Masyarakat Yogyakarta yang homogen pada awal kemerdekaan meleburkan diri ke dalam masyarakat Indonesia yang majemuk, baik etnik, agama maupun adat istiadat. Pilihan itu membawa masyarakat Yogyakarta menjadi bagian kecil dari masyarakat Indonesia. Oleh karena itu, Keistimewaan DIY harus mampu membangun keharmonisan dan kohesivitas sosial yang berperikeadilan.

Sentralitas posisi masyarakat DIY dalam sejarah DIY sebagai satu kesatuan masyarakat yang memiliki kehendak yang luhur dalam berbangsa dan bernegara dan keberadaan Kasultanan dan Kadipaten sebagai institusi yang didedikasikan untuk rakyat merupakan satu kesatuan yang tidak terpisahkan.

Setelah Proklamasi 17 Agustus 1945, Sultan Hamengku Buwono IX dan Adipati Paku Alam VIII memutuskan untuk menjadi bagian dari Indonesia.

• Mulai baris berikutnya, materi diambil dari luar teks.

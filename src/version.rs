//! Cluster version parsing and upgrade path calculation.

use semver::Version;

use crate::error::KuskError;

/// Parse a cluster version string into a normalized (major, minor, patch) version.
///
/// Accepts an optional `v` prefix and a missing patch component (`1.18` is
/// read as `1.18.0`). Pre-release and build metadata are dropped: skew
/// decisions are made on the numeric triple only.
pub fn parse_cluster_version(version: &str) -> Result<Version, KuskError> {
    let trimmed = version.trim().trim_start_matches('v');
    if trimmed.is_empty() {
        return Err(KuskError::InvalidVersion(version.to_string()));
    }

    let parsed = Version::parse(trimmed)
        .or_else(|_| Version::parse(&format!("{trimmed}.0")))
        .map_err(|_| KuskError::InvalidVersion(version.to_string()))?;

    Ok(Version::new(parsed.major, parsed.minor, parsed.patch))
}

/// Parse a component version as reported by a node.
///
/// Node status strings carry packaging noise the skew logic must not see:
/// a runtime scheme (`cri-o://1.18.0`), a `v` prefix (`v1.18.0`), or an
/// image-tag revision suffix (`1.18.0-rev2`).
pub fn parse_component_version(version: &str) -> Result<Version, KuskError> {
    let without_scheme = match version.split_once("://") {
        Some((_, rest)) => rest,
        None => version,
    };

    // `-rev2` style suffixes parse as semver pre-release identifiers, so a
    // plain parse followed by triple normalization handles them too. The
    // digits-only fallback covers tags like `1.18.0_suse.1`.
    parse_cluster_version(without_scheme).or_else(|_| {
        let numeric: String = without_scheme
            .trim_start_matches('v')
            .chars()
            .take_while(|c| c.is_ascii_digit() || *c == '.')
            .collect();
        parse_cluster_version(&numeric)
            .map_err(|_| KuskError::InvalidVersion(version.to_string()))
    })
}

/// Calculate the upgrade path from the current cluster version given the
/// catalog's available platform versions (ascending).
///
/// The path contains only versions strictly above the current one, one entry
/// per minor, each exactly one minor above its predecessor. A catalog entry
/// that would skip a minor ends the path: the platform is upgraded one minor
/// release at a time.
pub fn upgrade_path_with_available_versions(
    current: &Version,
    available: &[Version],
) -> Vec<Version> {
    let mut candidates: Vec<Version> = available.iter().filter(|v| *v > current).cloned().collect();
    candidates.sort();

    let mut path: Vec<Version> = Vec::new();
    for candidate in candidates {
        let previous = path.last().unwrap_or(current);
        if candidate.major == previous.major && candidate.minor == previous.minor {
            // Newer patch of a minor already on the path replaces it.
            if let Some(last) = path.last_mut() {
                *last = candidate;
            }
            continue;
        }
        if candidate.major == previous.major && candidate.minor == previous.minor + 1 {
            path.push(candidate);
        } else {
            break;
        }
    }
    path
}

Kedua tokoh itu masing-masing secara terpisah, tetapi dengan format dan isi yang sama, mengeluarkan Maklumat pada tanggal 5 September 1945 yang kemudian dikukuhkan dengan Piagam Kedudukan Presiden Republik Indonesia tanggal 6 September 1945 menyatakan integrasi Yogyakarta ke dalam Negara Kesatuan Republik Indonesia dengan status daerah istimewa.

Keputusan kedua tokoh tersebut memiliki arti penting bagi Indonesia karena telah memberikan wilayah dan penduduk yang nyata bagi Indonesia yang baru memproklamasikan kemerdekaannya. Peran Yogyakarta terus berlanjut di era revolusi kemerdekaan yang diwujudkan melalui upaya Kasultanan dan Kadipaten serta rakyat Yogyakarta dalam mempertahankan, mengisi, dan menjaga keutuhan Negara Kesatuan Republik Indonesia.

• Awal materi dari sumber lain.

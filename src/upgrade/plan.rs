//! Cluster-wide upgrade planning.
//!
//! Resolves every node against one shared snapshot and classifies the
//! outcomes for display. Ordering conditions (a worker waiting on the
//! control plane) are normal mid-rollout states, not failures; skew and
//! inconsistency findings are kept as blocked rows so the operator sees
//! them next to the nodes they affect.

use semver::Version;

use crate::cluster::inquirer::VersionInquirer;
use crate::cluster::snapshot::ClusterSnapshot;
use crate::error::KuskError;
use super::node::{NodeVersionInfoUpdate, resolve_update};

/// What a single node should do next.
#[derive(Debug, Clone, PartialEq, Eq)]
pub enum NodeDecision {
    /// Move to this version.
    Target(Version),
    /// Already at the decided version.
    UpToDate,
    /// Must wait until the control plane tier has converged.
    WaitingForControlPlane,
    /// Cannot proceed; operator action required.
    Blocked(String),
}

/// One row of the cluster plan.
#[derive(Debug, Clone)]
pub struct NodePlanRow {
    pub node_name: String,
    pub is_control_plane: bool,
    pub current_version: Version,
    pub decision: NodeDecision,
}

/// The resolved plan for every node in a snapshot.
#[derive(Debug, Clone)]
pub struct ClusterPlan {
    pub cluster_version: Version,
    pub rows: Vec<NodePlanRow>,
}

impl ClusterPlan {
    /// Returns true if no node has an actionable update.
    pub fn is_empty(&self) -> bool {
        self.rows
            .iter()
            .all(|row| !matches!(row.decision, NodeDecision::Target(_)))
    }

    /// Returns true if any node is blocked on operator action.
    pub fn has_blocked_nodes(&self) -> bool {
        self.rows
            .iter()
            .any(|row| matches!(row.decision, NodeDecision::Blocked(_)))
    }
}

/// Resolve one node and classify the outcome.
///
/// Hard input errors (unknown node) propagate; everything else becomes a
/// decision the caller can display or act on.
pub fn plan_node(
    snapshot: &ClusterSnapshot,
    node_name: &str,
    inquirer: &dyn VersionInquirer,
) -> Result<NodePlanRow, KuskError> {
    let node = snapshot
        .nodes
        .get(node_name)
        .ok_or_else(|| KuskError::NodeNotFound(node_name.to_string()))?;

    let decision = match resolve_update(snapshot, node_name, inquirer) {
        Ok(update) => decision_for_update(&update),
        Err(err) if err.is_ordering() => NodeDecision::WaitingForControlPlane,
        Err(KuskError::NodeNotFound(name)) => return Err(KuskError::NodeNotFound(name)),
        Err(err) => NodeDecision::Blocked(err.to_string()),
    };

    Ok(NodePlanRow {
        node_name: node.node_name.clone(),
        is_control_plane: node.is_control_plane(),
        current_version: node.kubelet_version.clone(),
        decision,
    })
}

/// Resolve every node in the snapshot into a display-ready plan.
pub fn plan_cluster(
    snapshot: &ClusterSnapshot,
    inquirer: &dyn VersionInquirer,
) -> Result<ClusterPlan, KuskError> {
    let mut rows = Vec::with_capacity(snapshot.nodes.len());
    for node_name in snapshot.nodes.keys() {
        rows.push(plan_node(snapshot, node_name, inquirer)?);
    }
    Ok(ClusterPlan {
        cluster_version: snapshot.cluster_version.clone(),
        rows,
    })
}

fn decision_for_update(update: &NodeVersionInfoUpdate) -> NodeDecision {
    if update.is_updated() {
        NodeDecision::UpToDate
    } else {
        NodeDecision::Target(update.update.kubelet_version.clone())
    }
}

#[cfg(test)]
mod tests {
    use super::*;
    use crate::cluster::inquirer::{PlatformRelease, StaticVersionInquirer};
    use crate::cluster::snapshot::fixtures::{control_plane_node, snapshot, worker_node};

    fn v(s: &str) -> Version {
        crate::version::parse_cluster_version(s).unwrap()
    }

    fn release(version: &str) -> PlatformRelease {
        PlatformRelease {
            version: v(version),
            etcd_version: Version::new(3, 4, 3),
            container_runtime_version: v(version),
        }
    }

    #[test]
    fn test_plan_cluster_all_up_to_date() {
        let inquirer = StaticVersionInquirer::new(vec![release("1.18.0")]);
        let snap = snapshot(
            &v("1.18.0"),
            vec![
                control_plane_node("master-0", &v("1.18.0")),
                worker_node("worker-0", &v("1.18.0")),
            ],
        );
        let plan = plan_cluster(&snap, &inquirer).unwrap();
        assert!(plan.is_empty());
        assert!(!plan.has_blocked_nodes());
        assert!(
            plan.rows
                .iter()
                .all(|row| row.decision == NodeDecision::UpToDate)
        );
    }

    #[test]
    fn test_plan_cluster_rollout_start() {
        let inquirer = StaticVersionInquirer::new(vec![release("1.18.0"), release("1.19.0")]);
        let snap = snapshot(
            &v("1.18.0"),
            vec![
                control_plane_node("master-0", &v("1.18.0")),
                worker_node("worker-0", &v("1.18.0")),
            ],
        );
        let plan = plan_cluster(&snap, &inquirer).unwrap();
        assert!(!plan.is_empty());

        let master = plan.rows.iter().find(|r| r.node_name == "master-0").unwrap();
        assert_eq!(master.decision, NodeDecision::Target(v("1.19.0")));

        let worker = plan.rows.iter().find(|r| r.node_name == "worker-0").unwrap();
        assert_eq!(worker.decision, NodeDecision::WaitingForControlPlane);
    }

    #[test]
    fn test_plan_cluster_blocked_by_drifted_worker() {
        let inquirer = StaticVersionInquirer::new(vec![release("1.18.0"), release("1.19.0")]);
        let snap = snapshot(
            &v("1.18.0"),
            vec![
                control_plane_node("master-0", &v("1.18.0")),
                worker_node("worker-0", &v("1.17.0")),
            ],
        );
        let plan = plan_cluster(&snap, &inquirer).unwrap();
        assert!(plan.has_blocked_nodes());

        let master = plan.rows.iter().find(|r| r.node_name == "master-0").unwrap();
        assert!(matches!(&master.decision, NodeDecision::Blocked(reason) if reason.contains("drifted")));
    }

    #[test]
    fn test_plan_node_unknown_node_propagates() {
        let inquirer = StaticVersionInquirer::new(vec![release("1.18.0")]);
        let snap = snapshot(&v("1.18.0"), vec![worker_node("worker-0", &v("1.18.0"))]);
        assert!(matches!(
            plan_node(&snap, "ghost", &inquirer),
            Err(KuskError::NodeNotFound(_))
        ));
    }

    #[test]
    fn test_plan_worker_mid_rollout_targets_cluster_version() {
        let inquirer = StaticVersionInquirer::new(vec![release("1.18.0"), release("1.19.0")]);
        let snap = snapshot(
            &v("1.18.0"),
            vec![
                control_plane_node("master-0", &v("1.18.0")),
                worker_node("worker-0", &v("1.17.4")),
            ],
        );
        let row = plan_node(&snap, "worker-0", &inquirer).unwrap();
        assert_eq!(row.decision, NodeDecision::Target(v("1.18.0")));
    }
}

DIY pada saat ini dan masa yang akan datang akan terus mengalami perubahan sosial yang sangat dinamis. Masyarakat Yogyakarta dewasa ini memasuki fase baru yang ditandai oleh masyarakat yang secara hierarkis tetap mengikuti pola hubungan patron-klien pada masa lalu dan di sisi lain masyarakat memiliki hubungan horizontal yang kuat. Perkembangan di atas, sekalipun telah membawa perubahan mendasar, tidak menghilangkan posisi Kasultanan dan Kadipaten sebagai sumber rujukan budaya bagi mayoritas masyarakat DIY. Kasultanan dan Kadipaten tetap diposisikan sebagai simbol pengayom kehidupan masyarakat dan tetap sebagai ciri keistimewaan DIY.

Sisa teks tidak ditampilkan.